┌─ Given data

//! Typed Anthropic Messages SSE events.
//!
//! Shapes follow the [Anthropic streaming docs](https://docs.anthropic.com/en/api/messages-streaming).
//! Unknown event types (`ping`, future additions) are tolerated at the parse
//! seam rather than failing the stream.

use serde::{Deserialize, Serialize};
use serde_json::Value;

/// One Anthropic SSE event, tagged by its `type` field.
#[derive(Debug, Clone, PartialEq, Serialize, Deserialize)]
#[serde(tag = "type", rename_all = "snake_case")]
pub enum AnthropicEvent {
    MessageStart {
        message: MessageStart,
    },
    ContentBlockStart {
        index: usize,
        content_block: ContentBlock,
    },
    ContentBlockDelta {
        index: usize,
        delta: ContentDelta,
    },
    ContentBlockStop {
        index: usize,
    },
    MessageDelta {
        delta: MessageDelta,
        #[serde(default, skip_serializing_if = "Option::is_none")]
        usage: Option<Value>,
    },
    MessageStop,
    Ping,
    Error {
        error: Value,
    },
}

impl AnthropicEvent {
    /// The SSE `event:` name for this event.
    pub fn event_name(&self) -> &'static str {
        match self {
            AnthropicEvent::MessageStart { .. } => "message_start",
            AnthropicEvent::ContentBlockStart { .. } => "content_block_start",
            AnthropicEvent::ContentBlockDelta { .. } => "content_block_delta",
            AnthropicEvent::ContentBlockStop { .. } => "content_block_stop",
            AnthropicEvent::MessageDelta { .. } => "message_delta",
            AnthropicEvent::MessageStop => "message_stop",
            AnthropicEvent::Ping => "ping",
            AnthropicEvent::Error { .. } => "error",
        }
    }
}

/// Envelope of `message_start`.
#[derive(Debug, Clone, PartialEq, Serialize, Deserialize)]
pub struct MessageStart {
    pub id: String,
    pub model: String,
    #[serde(default)]
    pub role: Option<String>,
    #[serde(default)]
    pub stop_reason: Option<String>,
    #[serde(default, skip_serializing_if = "Option::is_none")]
    pub usage: Option<Value>,
}

/// `content_block` payload of `content_block_start`.
#[derive(Debug, Clone, PartialEq, Serialize, Deserialize)]
#[serde(tag = "type", rename_all = "snake_case")]
pub enum ContentBlock {
    Text {
        #[serde(default)]
        text: String,
    },
    ToolUse {
        id: String,
        name: String,
        #[serde(default)]
        input: Value,
    },
    Thinking {
        #[serde(default)]
        thinking: String,
        #[serde(default, skip_serializing_if = "Option::is_none")]
        signature: Option<String>,
    },
    RedactedThinking {
        data: String,
    },
}

/// `delta` payload of `content_block_delta`.
#[derive(Debug, Clone, PartialEq, Serialize, Deserialize)]
#[serde(tag = "type", rename_all = "snake_case")]
pub enum ContentDelta {
    TextDelta { text: String },
    InputJsonDelta { partial_json: String },
    ThinkingDelta { thinking: String },
    SignatureDelta { signature: String },
}

/// `delta` payload of `message_delta`.
#[derive(Debug, Clone, Default, PartialEq, Serialize, Deserialize)]
pub struct MessageDelta {
    #[serde(default)]
    pub stop_reason: Option<String>,
    #[serde(default, skip_serializing_if = "Option::is_none")]
    pub stop_sequence: Option<String>,
}

/// Maps an Anthropic `stop_reason` to the canonical `finish_reason`.
pub fn finish_reason_for(stop_reason: &str) -> &'static str {
    match stop_reason {
        "tool_use" => "tool_calls",
        "max_tokens" => "length",
        // end_turn, stop_sequence and anything newer end the turn normally
        _ => "stop",
    }
}
//! Wire model shared by the callback shim and the control plane.
//!
//! Everything that crosses a process boundary lives here:
//!
//! - **[`chunk`]**: the canonical OpenAI-style streaming chunk. All chunks,
//!   regardless of upstream provider, are carried through the system in this
//!   shape.
//! - **[`block`]**: semantically complete stream fragments ([`StreamBlock`])
//!   assembled from chunk deltas, so policies can operate on whole content
//!   blocks, tool calls, and thinking blocks instead of raw token deltas.
//! - **[`anthropic`]**: typed Anthropic Messages SSE events.
//! - **[`ingress`]**: Anthropic SSE → canonical chunk adapter.
//! - **[`egress`]**: canonical chunks → client-facing SSE (Anthropic events
//!   or OpenAI `data:` lines).
//! - **[`protocol`]**: the START/CHUNK/END/ERROR frames exchanged between the
//!   stream orchestrator and the control plane over WebSocket.

pub mod anthropic;
pub mod block;
pub mod chunk;
pub mod egress;
pub mod ingress;
pub mod protocol;
pub mod sse;

pub use anthropic::AnthropicEvent;
pub use block::{BlockAssembler, BlockEvent, StreamBlock};
pub use chunk::{ChatCompletionChunk, ChunkChoice, Delta, DeltaFunction, DeltaToolCall, ThinkingBlockDelta};
pub use ingress::AnthropicIngress;
pub use protocol::{ClientFrame, ServerFrame};

use thiserror::Error;

/// Errors raised while validating or translating wire payloads.
#[derive(Debug, Error)]
pub enum WireError {
    /// A chunk failed canonical-schema validation (§ chunk docs).
    #[error("invalid stream chunk: {0}")]
    InvalidChunk(String),
    /// An Anthropic SSE payload could not be parsed into a typed event.
    #[error("invalid anthropic event: {0}")]
    InvalidEvent(#[from] serde_json::Error),
}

└─

Your assignment: Scan the records above, then copy out each line that mentions "struct".

Written solution:
pub struct MessageStart {
pub struct MessageDelta {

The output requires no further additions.